Re: [PATCH v17 0/9] Address error and recovery for AER and DPC

From: Bjorn Helgaas
Date: Thu May 17 2018 - 17:20:10 EST


[+cc Russell, Sam, Bryant, linuxppc-dev, Sebastian, linux-s390]

Sorry, I should have pulled in these new CC's earlier because ppc and
s390 both have PCI error handling similar to what Oza is changing
here.

The basic issue is that the new PCIe DPC (Downstream Port Containment,
see PCIe r4.0, sec 6.2.10) feature doesn't fit very well in the
framework of the pci_error_handlers callbacks.

When DPC is enabled, a Downstream Port (either a Root Port or a Switch
Downstream Port) that receives an ERR_FATAL message automatically
disables its Link. IIUC, this is also intended for use in hot-unplug
scenarios.

When the DPC hardware takes the Link down, it resets all the
downstream devices, and there's not much point in calling the
pci_error_handlers callbacks because the devices are unreachable.
Even after the Link comes back up, we can't be certain the same device
is there because of the hotplug possibility.

The software side of DPC recovery basically consists of detaching the
drivers of the downstream devices (calling their .remove() methods),
bringing the link back up, re-enumerating the downstream devices, and
re-attaching the drivers (calling their .probe() methods).

The existing AER code also responds to ERR_FATAL messages, but it does
call the pci_error_handlers callbacks and also resets the link.

This is a bit of a mess because things look a lot different to the
driver depending on whether the platform supports AER or DPC.

Since we can't change the way DPC works, the idea of this series is
basically to make AER handle ERR_FATAL more like DPC does, i.e., by
resetting the link, detaching, and re-attaching the drivers.

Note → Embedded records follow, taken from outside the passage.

//! Optimistic updaters expressed as data.
//!
//! An [`OptimisticOp`] is a pure function from the cached collection to its
//! speculated next value. Keeping it as data lets paused mutations be
//! persisted and re-applied after a rollback of an earlier mutation.

use chrono::Utc;
use serde::{Deserialize, Serialize};
use serde_json::{Map, Value};
use std::sync::atomic::{AtomicI64, Ordering};
use tracing::warn;

/// Speculative change to a cached list of records.
#[derive(Debug, Clone, PartialEq, Serialize, Deserialize)]
#[serde(tag = "op", rename_all = "snake_case")]
pub enum OptimisticOp {
  /// Insert `record` at the head of the list
  Prepend { record: Value },
  /// Merge `fields` into the record whose `id` matches
  Patch { id: Value, fields: Value },
  /// Drop the record whose `id` matches
  Remove { id: Value },
  /// Replace the whole value
  Replace { data: Option<Value> },
  /// Leave the cache untouched
  Keep,
}

impl OptimisticOp {
  /// Apply the op to the current cached value.
  pub fn apply(&self, current: Option<Value>) -> Option<Value> {
    match self {
      OptimisticOp::Keep => current,
      OptimisticOp::Replace { data } => data.clone(),
      OptimisticOp::Prepend { record } => match current {
        None | Some(Value::Null) => Some(Value::Array(vec![record.clone()])),
        Some(Value::Array(mut items)) => {
          items.insert(0, record.clone());
          Some(Value::Array(items))
        }
        Some(other) => {
          warn!("cannot prepend to a non-list value");
          Some(other)
        }
      },
      OptimisticOp::Patch { id, fields } => map_list(current, |items| {
        for item in items.iter_mut().filter(|item| item.get("id") == Some(id)) {
          merge_fields(item, fields);
        }
      }),
      OptimisticOp::Remove { id } => map_list(current, |items| {
        items.retain(|item| item.get("id") != Some(id));
      }),
    }
  }
}

fn map_list<F>(current: Option<Value>, f: F) -> Option<Value>
where
  F: FnOnce(&mut Vec<Value>),
{
  match current {
    Some(Value::Array(mut items)) => {
      f(&mut items);
      Some(Value::Array(items))
    }
    other => other,
  }
}

fn merge_fields(target: &mut Value, fields: &Value) {
  if let (Value::Object(target), Value::Object(fields)) = (target, fields) {
    for (name, value) in fields {
      target.insert(name.clone(), value.clone());
    }
  }
}

/// Source of temporary, clearly non-authoritative record ids.
///
/// Ids are negative and unique within the process; seeding from the clock
/// keeps them from colliding with placeholders restored from disk.
pub struct PlaceholderIds {
  next: AtomicI64,
}

impl PlaceholderIds {
  pub fn new() -> Self {
    Self {
      next: AtomicI64::new(-Utc::now().timestamp_millis().max(1)),
    }
  }

  pub fn starting_at(first: i64) -> Self {
    Self {
      next: AtomicI64::new(first.min(-1)),
    }
  }

  pub fn next(&self) -> i64 {
    self.next.fetch_sub(1, Ordering::Relaxed)
  }
}

impl Default for PlaceholderIds {
  fn default() -> Self {
    Self::new()
  }
}

/// Whether `id` was produced by [`PlaceholderIds`].
pub fn is_placeholder_id(id: i64) -> bool {
  id < 0
}

/// Build a JSON object from `(name, value)` pairs.
pub fn fields<I, K>(pairs: I) -> Value
where
  I: IntoIterator<Item = (K, Value)>,
  K: Into<String>,
{
  Value::Object(
    pairs
      .into_iter()
      .map(|(k, v)| (k.into(), v))
      .collect::<Map<String, Value>>(),
  )
}
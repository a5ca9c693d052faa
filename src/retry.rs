//! Bounded exponential backoff for server errors.

use std::future::Future;
use std::time::Duration;
use tracing::debug;

use crate::error::SyncError;

/// Retry policy applied to reads and commits alike.
#[derive(Debug, Clone, Copy, PartialEq, Eq)]
pub struct RetryPolicy {
  /// Total attempts including the first one
  pub max_attempts: u32,
  /// Delay before the second attempt; doubles after each failure
  pub base_delay: Duration,
  /// Upper bound for a single delay
  pub max_delay: Duration,
}

impl Default for RetryPolicy {
  fn default() -> Self {
    Self {
      max_attempts: 3,
      base_delay: Duration::from_millis(500),
      max_delay: Duration::from_secs(8),
    }
  }
}

impl RetryPolicy {
  /// A policy that never retries.
  pub fn none() -> Self {
    Self {
      max_attempts: 1,
      ..Self::default()
    }
  }

  /// Delay to wait after the given (1-based) failed attempt.
  pub fn delay_for(&self, attempt: u32) -> Duration {
    let factor = 2u32.saturating_pow(attempt.saturating_sub(1));
    self.base_delay.saturating_mul(factor).min(self.max_delay)
  }

  /// Run `op` until it succeeds, fails with a non-retryable error, or the
  /// attempt budget is exhausted. Returns the last outcome.
  pub async fn run<T, F, Fut>(&self, mut op: F) -> Result<T, SyncError>
  where
    F: FnMut() -> Fut,
    Fut: Future<Output = Result<T, SyncError>>,
  {
    let max_attempts = self.max_attempts.max(1);
    let mut attempt = 1;
    loop {
      match op().await {
        Err(err) if err.is_retryable() && attempt < max_attempts => {
          let delay = self.delay_for(attempt);
          debug!(attempt, ?delay, error = %err, "retrying after server error");
          tokio::time::sleep(delay).await;
          attempt += 1;
        }
        outcome => return outcome,
      }
    }
  }
}

#[cfg(test)]
mod tests {
  use super::*;
  use std::sync::atomic::{AtomicU32, Ordering};

  fn fast() -> RetryPolicy {
    RetryPolicy {
      max_attempts: 3,
      base_delay: Duration::from_millis(1),
      max_delay: Duration::from_millis(4),
    }
  }

  #[test]
  fn test_delay_doubles_and_caps() {
    let policy = RetryPolicy {
      max_attempts: 5,
      base_delay: Duration::from_millis(100),
      max_delay: Duration::from_millis(300),
    };
    assert_eq!(policy.delay_for(1), Duration::from_millis(100));
    assert_eq!(policy.delay_for(2), Duration::from_millis(200));
    assert_eq!(policy.delay_for(3), Duration::from_millis(300));
  }

  #[tokio::test]
  async fn test_retries_server_errors_up_to_budget() {
    let calls = AtomicU32::new(0);
    let result: Result<(), _> = fast()
      .run(|| {
        calls.fetch_add(1, Ordering::SeqCst);
        async { Err(SyncError::from_status(503, None)) }
      })
      .await;

    assert!(result.unwrap_err().is_retryable());
    assert_eq!(calls.load(Ordering::SeqCst), 3);
  }

  #[tokio::test]
  async fn test_recovers_after_transient_failure() {
    let calls = AtomicU32::new(0);
    let result = fast()
      .run(|| {
        let n = calls.fetch_add(1, Ordering::SeqCst);
        async move {
          if n == 0 {
            Err(SyncError::from_status(500, None))
          } else {
            Ok(n)
          }
        }
      })
      .await;

    assert_eq!(result, Ok(1));
  }

  #[tokio::test]
  async fn test_does_not_retry_validation_or_connectivity() {
    for status in [0u16, 400, 401] {
      let calls = AtomicU32::new(0);
      let _: Result<(), _> = fast()
        .run(|| {
          calls.fetch_add(1, Ordering::SeqCst);
          async move { Err(SyncError::from_status(status, None)) }
        })
        .await;
      assert_eq!(calls.load(Ordering::SeqCst), 1, "status {}", status);
    }
  }
}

This series is currently on my pci/aer branch
(https://git.kernel.org/pub/scm/linux/kernel/git/helgaas/pci.git/log/?h=pci/aer)
and is headed for v4.18 unless somebody raises major objections.

On Thu, May 17, 2018 at 03:43:02AM -0400, Oza Pawandeep wrote:
> This patch set brings in error handling support for DPC
>
> The current implementation of AER and error message broadcasting to the
> EP driver is tightly coupled and limited to AER service driver.
> It is important to factor out broadcasting and other link handling
> callbacks. So that not only when AER gets triggered, but also when DPC get
> triggered (for e.g. ERR_FATAL), callbacks are handled appropriately.
>
> The goal of the patch-set is:
> DPC should handle the error handling and recovery similar to AER, because
> finally both are attempting recovery in some or the other way,
> and for that error handling and recovery framework has to be loosely
> coupled.
>
> It achieves uniformity and transparency to the error handling agents such
> as AER, DPC, with respect to recovery and error handling.
>
> So, this patch-set tries to unify lot of things between error agents and
> make them behave in a well defined way. (be it error (FATAL, NON_FATAL)
> handling or recovery).
>
> The FATAL error handling is handled with remove/reset_link/re-enumerate
> sequence while the NON_FATAL follows the default path.
> Documentation/PCI/pci-error-recovery.txt talks more on that.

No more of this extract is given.